Airlines, for which fuel expenses represent up to half of operating costs, should reap a windfall. But that doesn’t mean they suddenly are going to radically alter their capital spending, mainly because they don’t know whether the low oil prices will stick.
“For us to make an investment decision, we’re going to need to see low fuel prices for a lot more than three months before we start turning on the capital spigot and going out and buying a bunch of planes,” Alaska Air Group’s chief financial officer, Brandon Pedersen, said at an investors’ meeting last month. “We’re going to move cautiously on that.”
That also means airlines are not likely to drop fares by a lot. For Boeing, the biggest private employer in King County, the impact is hard to predict.

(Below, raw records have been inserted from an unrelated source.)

//! Secure Echo Example - TLS with trust-on-first-use
//!
//! A server and a client each generate a throwaway self-signed certificate.
//! They connect, record each other's fingerprint on first use, and the server
//! echoes back what the client sends.
//!
//! ## Architecture
//!
//! - The server runs on its own thread
//! - The client uses the main thread and waits for the echo
//!
//! # Usage
//!
//! ```bash
//! cargo run --example secure_echo -- -vv
//! cargo run --example secure_echo -- --config kvmlink.toml
//! ```

use clap::Parser;
use config::Config;
use kvmlink::prelude::*;
use std::net::SocketAddr;
use std::process::ExitCode;
use std::str::from_utf8;
use std::thread;
use tracing_subscriber::EnvFilter;

// ============================================================================
// Tracing Initialization
// ============================================================================

/// Initialize tracing for the kvmlink crate based on verbosity level
fn init_tracing(verbosity: u8) {
    let level = match verbosity {
        0 => return, // No tracing
        1 => "info",
        2 => "debug",
        _ => "trace", // 3 or more
    };

    let filter = format!("kvmlink={}", level);
    tracing_subscriber::fmt()
        .with_env_filter(EnvFilter::new(filter))
        .with_target(true)
        .with_writer(std::io::stderr)
        .init();
}

// ============================================================================
// CLI Argument Parsing
// ============================================================================

#[derive(Parser)]
#[command(author, version, about = "Secure echo over kvmlink", long_about = None)]
struct Args {
    /// Increase logging verbosity (-v: info, -vv: debug, -vvv: trace)
    #[arg(short, long, action = clap::ArgAction::Count)]
    verbose: u8,

    /// Configuration file path (TOML format), layered over the demo defaults
    #[arg(long)]
    config: Option<String>,
}

/// Server echoes back every byte sequence it receives
fn run_server(config: &Config) -> SocketAddr {
    let mut transport = Transport::new_named(config, "server").expect("Failed to create transport");
    let (listener_id, listener_addr) = transport
        .listen(&"127.0.0.1:0".parse().expect("Invalid address"))
        .expect("Failed to listen");
    println!(
        "Server fingerprint: {}",
        transport.local_fingerprint().expect("TLS not enabled")
    );

    thread::spawn(move || {
        let mut buf = [0u8; 4096];
        loop {
            for event in transport.fetch_events(None) {
                match event {
                    TransportEvent::Incoming { id } if id == listener_id => {
                        transport.accept(listener_id).expect("Failed to accept");
                    }
                    TransportEvent::SecureConnected { id, fingerprint } => {
                        println!("[Server] Client {} trusted as {}", id, fingerprint);
                    }
                    TransportEvent::InputReady { id } => {
                        let Some(socket) = transport.socket(id).cloned() else {
                            continue;
                        };
                        // Echo back the data
                        while let Ok(n) = socket.read(&mut buf) {
                            if n == 0 {
                                break;
                            }
                            socket.write(&buf[..n]).expect("Failed to echo");
                        }
                    }
                    TransportEvent::Disconnected { id } | TransportEvent::Failed { id, .. } => {
                        transport.close(id);
                    }
                    _ => {}
                }
            }
        }
    });

    listener_addr
}

fn main() -> ExitCode {
    let args = Args::parse();
    init_tracing(args.verbose);

    // Both sides generate an ephemeral certificate and keep trust in memory
    // unless the configuration file says otherwise
    let mut builder = Config::builder()
        .set_default("tls_enabled", true)
        .expect("Invalid config");
    if let Some(config_path) = &args.config {
        builder = builder.add_source(config::File::with_name(config_path));
    }
    let config = match builder.build() {
        Ok(config) => config,
        Err(e) => {
            eprintln!("Failed to load config: {}", e);
            return ExitCode::FAILURE;
        }
    };

    let server_addr = run_server(&config);
    println!("Server started on {}\n", server_addr);

    let mut transport = Transport::new_named(&config, "client").expect("Failed to create transport");
    let socket = transport
        .connect(&NetworkAddress::from(server_addr))
        .expect("Failed to connect to server");

    let data = b"Hello, secure kvmlink!";
    let mut received = Vec::new();
    let mut buf = [0u8; 4096];
    loop {
        for event in transport.fetch_events(None) {
            match event {
                TransportEvent::SecureConnected { fingerprint, .. } => {
                    println!("[Client] Server trusted as {}", fingerprint);
                    println!("Sending: {:?}", from_utf8(data).expect("Invalid UTF-8"));
                    socket.write(data).expect("Failed to send");
                }
                TransportEvent::InputReady { .. } => {
                    let n = socket.read(&mut buf).expect("Failed to read");
                    received.extend_from_slice(&buf[..n]);
                    if received.len() >= data.len() {
                        println!("Received: {:?}", from_utf8(&received).expect("Invalid UTF-8"));
                        return ExitCode::SUCCESS;
                    }
                }
                TransportEvent::Failed { reason, .. } => {
                    eprintln!("Connection failed: {}", reason);
                    return ExitCode::FAILURE;
                }
                _ => {}
            }
        }
    }
}
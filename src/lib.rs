//! kvmlink - Readiness-driven socket transport for keyboard and mouse sharing
//!
//! kvmlink moves bytes between the machines of a KVM-sharing setup. A single
//! poll thread (the [`Multiplexer`]) watches every socket and runs a short,
//! non-blocking job whenever one becomes ready. Sockets report what happened
//! through [`TransportEvent`]s, which the application drains on its own thread.
//!
//! Two socket flavors share the [`DataSocket`] interface:
//!
//! - [`TcpSocket`]: plain TCP with bounded send and receive buffers.
//! - [`SecureSocket`]: TLS on top of a [`TcpSocket`]. Peers are identified by
//!   the SHA-256 [`Fingerprint`] of their certificate and judged by a
//!   [`TrustPolicy`] (trust-on-first-use by default).
//!
//! [`Transport`] bundles a multiplexer, an event channel and a
//! [`SocketFactory`] for the common case.

// Internal-only modules
pub(crate) mod address;
pub(crate) mod config;
pub(crate) mod error;
pub(crate) mod events;
pub(crate) mod factory;
pub(crate) mod multiplexer;
pub(crate) mod secure;
pub(crate) mod socket;
pub(crate) mod transport;

// These are the intended public API
pub use address::{NetworkAddress, DEFAULT_PORT};
pub use config::TransportConfig;
pub use error::Error;
pub use events::{event_channel, EventQueue, EventReceiver, SocketId, TransportEvent};
pub use factory::SocketFactory;
pub use multiplexer::{Job, JobResult, JobTarget, Multiplexer, MultiplexerHandle, Readiness, Step};
pub use secure::{
    FileTrustStore, Fingerprint, LocalIdentity, MemoryTrustStore, SecureSocket, TlsContext,
    TrustPolicy, TrustStore, TrustVerifier,
};
pub use socket::{DataSocket, SocketState, TcpListenSocket, TcpSocket};
pub use transport::Transport;

/// Convenient re-exports of commonly used types.
pub mod prelude {
    pub use crate::address::NetworkAddress;
    pub use crate::config::TransportConfig;
    pub use crate::error::Error;
    pub use crate::events::{SocketId, TransportEvent};
    pub use crate::factory::SocketFactory;
    pub use crate::secure::{Fingerprint, SecureSocket, TrustPolicy};
    pub use crate::socket::{DataSocket, SocketState};
    pub use crate::transport::Transport;
}
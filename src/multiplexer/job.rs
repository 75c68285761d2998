//! The unit of work the multiplexer runs for a socket.

use crate::error::Error;
use crate::events::SocketId;
use mio::event::Event;
use mio::{Interest, Registry};
use std::io;

/// What a job does when its socket becomes ready.
#[derive(Debug, Clone, Copy, PartialEq, Eq)]
pub enum Step {
    /// Complete a non-blocking connect.
    Connect,
    /// Move bytes between the OS socket and the socket's buffers.
    Transfer,
    /// Advance the TLS handshake by one read or one write.
    Handshake,
    /// Accept one pending connection on a listener.
    Accept,
}

/// A step bound to the readiness it waits for.
///
/// The socket a job belongs to is fixed by its registration, so a job is a
/// plain value and a state transition is just returning a different one.
#[derive(Debug, Clone, Copy, PartialEq, Eq)]
pub struct Job {
    step: Step,
    interest: Interest,
}

impl Job {
    pub fn new(step: Step, interest: Interest) -> Self {
        Self { step, interest }
    }

    pub fn connect() -> Self {
        Self::new(Step::Connect, Interest::WRITABLE)
    }

    pub fn transfer(interest: Interest) -> Self {
        Self::new(Step::Transfer, interest)
    }

    pub fn handshake_read() -> Self {
        Self::new(Step::Handshake, Interest::READABLE)
    }

    pub fn handshake_write() -> Self {
        Self::new(Step::Handshake, Interest::WRITABLE)
    }

    pub fn accept() -> Self {
        Self::new(Step::Accept, Interest::READABLE)
    }

    pub fn step(&self) -> Step {
        self.step
    }

    pub fn interest(&self) -> Interest {
        self.interest
    }

    /// `Continue` if `next` is this job, otherwise `Transition(next)`.
    pub fn yield_to(&self, next: Job) -> JobResult {
        if *self == next {
            JobResult::Continue
        } else {
            JobResult::Transition(next)
        }
    }
}

/// Outcome of one job invocation.
#[derive(Debug, Clone, Copy, PartialEq, Eq)]
pub enum JobResult {
    /// Keep the same job registered.
    Continue,
    /// Replace the job.
    Transition(Job),
    /// Deregister; the socket has nothing more to wait for.
    Done,
}

/// Readiness reported by the OS for one socket in one poll cycle.
///
/// Error and hang-up conditions are folded into both directions so the next
/// read or write attempt surfaces the actual failure.
#[derive(Debug, Clone, Copy, Default, PartialEq, Eq)]
pub struct Readiness {
    pub readable: bool,
    pub writable: bool,
}

impl Readiness {
    pub const READABLE: Readiness = Readiness {
        readable: true,
        writable: false,
    };
    pub const WRITABLE: Readiness = Readiness {
        readable: false,
        writable: true,
    };
}

impl From<&Event> for Readiness {
    fn from(event: &Event) -> Self {
        Self {
            readable: event.is_readable() || event.is_read_closed() || event.is_error(),
            writable: event.is_writable() || event.is_write_closed() || event.is_error(),
        }
    }
}

/// A socket the multiplexer can drive.
///
/// Implementations must not call
/// [`MultiplexerHandle::add_job`](super::MultiplexerHandle::add_job) while
/// holding a lock that [`JobTarget::arm`] takes.
pub trait JobTarget: Send + Sync {
    fn id(&self) -> SocketId;

    /// Performs one step. Must not block and must make at most one system
    /// call's worth of progress.
    fn run_job(&self, job: &Job, ready: Readiness) -> Result<JobResult, Error>;

    /// Called when [`JobTarget::run_job`] returned an error. The socket moves
    /// to its terminal failed state and reports the failure once.
    fn job_failed(&self, err: Error);

    /// Registers or re-registers the OS handle with `interest`.
    ///
    /// Returns `Ok(false)` when the socket no longer has a handle.
    fn arm(&self, registry: &Registry, interest: Interest) -> io::Result<bool>;
}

Cheap fuel diminishes the need for fleet operators to upgrade older fuel hogs with newer, more efficient planes such as the 737 MAX. But it all depends on whether prices stay low long enough to change perceptions among the top airline executives holding the purse strings.
Cheaper fuel means a big break for the fishing industry, a key segment in the Pacific Northwest. Most fishermen spend between 10 and 30 percent of their revenue on fuel, a survey by the Alaska Sea Grant Marine Advisory Program found.
While Washington is not an oil producer, its railways play a critical role in the new U.S. energy landscape, funneling crude oil from North Dakota to a major refining hub around Anacortes. Those refineries, too, will benefit from even cheaper crude, said U.S. Bank’s Edwards.
Restaurateurs also stand to win as people have more money in their pockets. Anthony Anton, head of the Washington Restaurant Association, says it’s too early to have data, but that most restaurants see an uptick when gas prices go down.
“The appetite for that extra glass of wine is directly tied to discretionary income,” he said.
There are some losers regionally, as well. One particular type of industry always suffers when gas and diesel prices go down: alternative fuels, which find it hard to compete on price even when gasoline and diesel are expensive.
John Plaza, CEO of Imperium Renewables, which built one of the largest U.S. biodiesel facilities on the Washington coast, blamed regulators for fostering fossil-fuel research and not holding oil producers accountable for carbon emissions generated by gasoline and diesel.
“Petroleum isn’t bearing the cost of its carbon production on society as a whole,” he said.